Top of RECORDS SUPPLIED
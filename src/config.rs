use config::{Config, ConfigError, Environment, File};
use serde::Deserialize;
use std::path::Path;

/// Application configuration
#[derive(Debug, Clone, Deserialize)]
pub struct Settings {
    pub server: ServerSettings,
    pub database: DatabaseSettings,
    pub session: SessionSettings,
    #[serde(default)]
    pub matching: MatchingSettings,
    #[serde(default)]
    pub logging: LoggingSettings,
}

#[derive(Debug, Clone, Deserialize)]
pub struct ServerSettings {
    pub host: String,
    pub port: u16,
    pub workers: Option<usize>,
}

#[derive(Debug, Clone, Deserialize)]
pub struct DatabaseSettings {
    pub url: String,
    pub max_connections: Option<u32>,
    pub min_connections: Option<u32>,
    pub acquire_timeout_secs: Option<u64>,
    pub idle_timeout_secs: Option<u64>,
}

#[derive(Debug, Clone, Deserialize)]
pub struct SessionSettings {
    pub redis_url: String,
    pub ttl_secs: Option<u64>,
    pub l1_cache_size: Option<u64>,
}

/// Presentation bounds applied after the matching core has run
#[derive(Debug, Clone, Default, Deserialize)]
pub struct MatchingSettings {
    pub max_results: Option<usize>,
}

#[derive(Debug, Clone, Deserialize)]
pub struct LoggingSettings {
    #[serde(default = "default_log_level")]
    pub level: String,
    #[serde(default)]
    pub format: LogFormat,
}

/// Log line layout
#[derive(Debug, Clone, Copy, Default, PartialEq, Eq, Deserialize)]
#[serde(rename_all = "lowercase")]
pub enum LogFormat {
    #[default]
    Json,
    Pretty,
    Compact,
}

impl Default for LoggingSettings {
    fn default() -> Self {
        Self {
            level: default_log_level(),
            format: LogFormat::default(),
        }
    }
}

fn default_log_level() -> String { "info".to_string() }

impl Settings {
    /// Load configuration from file and environment variables
    ///
    /// Configuration is loaded in the following order (later overrides earlier):
    /// 1. Configuration file (config/default.toml)
    /// 2. Local overrides (config/local.toml)
    /// 3. Environment variables (prefixed with SKILLX__)
    /// 4. `DATABASE_URL` / `REDIS_URL`
    pub fn load() -> Result<Self, ConfigError> {
        let settings = Config::builder()
            .add_source(File::with_name("config/default").required(false))
            .add_source(File::with_name("config/local").required(false))
            // e.g., SKILLX__SERVER__PORT -> server.port
            .add_source(env_source())
            .build()?;

        apply_url_overrides(settings)?.try_deserialize()
    }

    /// Load configuration from a custom path
    pub fn load_from<P: AsRef<Path>>(path: P) -> Result<Self, ConfigError> {
        let settings = Config::builder()
            .add_source(File::from(path.as_ref()))
            .add_source(env_source())
            .build()?;

        apply_url_overrides(settings)?.try_deserialize()
    }
}

fn env_source() -> Environment {
    Environment::with_prefix("SKILLX")
        .prefix_separator("__")
        .separator("__")
        .try_parsing(true)
}

/// Conventional connection-string variables win over everything else
fn apply_url_overrides(settings: Config) -> Result<Config, ConfigError> {
    let mut builder = Config::builder().add_source(settings);

    if let Ok(database_url) = std::env::var("DATABASE_URL") {
        builder = builder.set_override("database.url", database_url)?;
    }
    if let Ok(redis_url) = std::env::var("REDIS_URL") {
        builder = builder.set_override("session.redis_url", redis_url)?;
    }

    builder.build()
}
Bottom of RECORDS SUPPLIED
### WHAT IS BEING ASKED
Some lines contain the word "path". Pull each one out of the listing.

### RESPONSE TO THE EXERCISE
use std::path::Path;
    /// Load configuration from a custom path
    pub fn load_from<P: AsRef<Path>>(path: P) -> Result<Self, ConfigError> {
            .add_source(File::from(path.as_ref()))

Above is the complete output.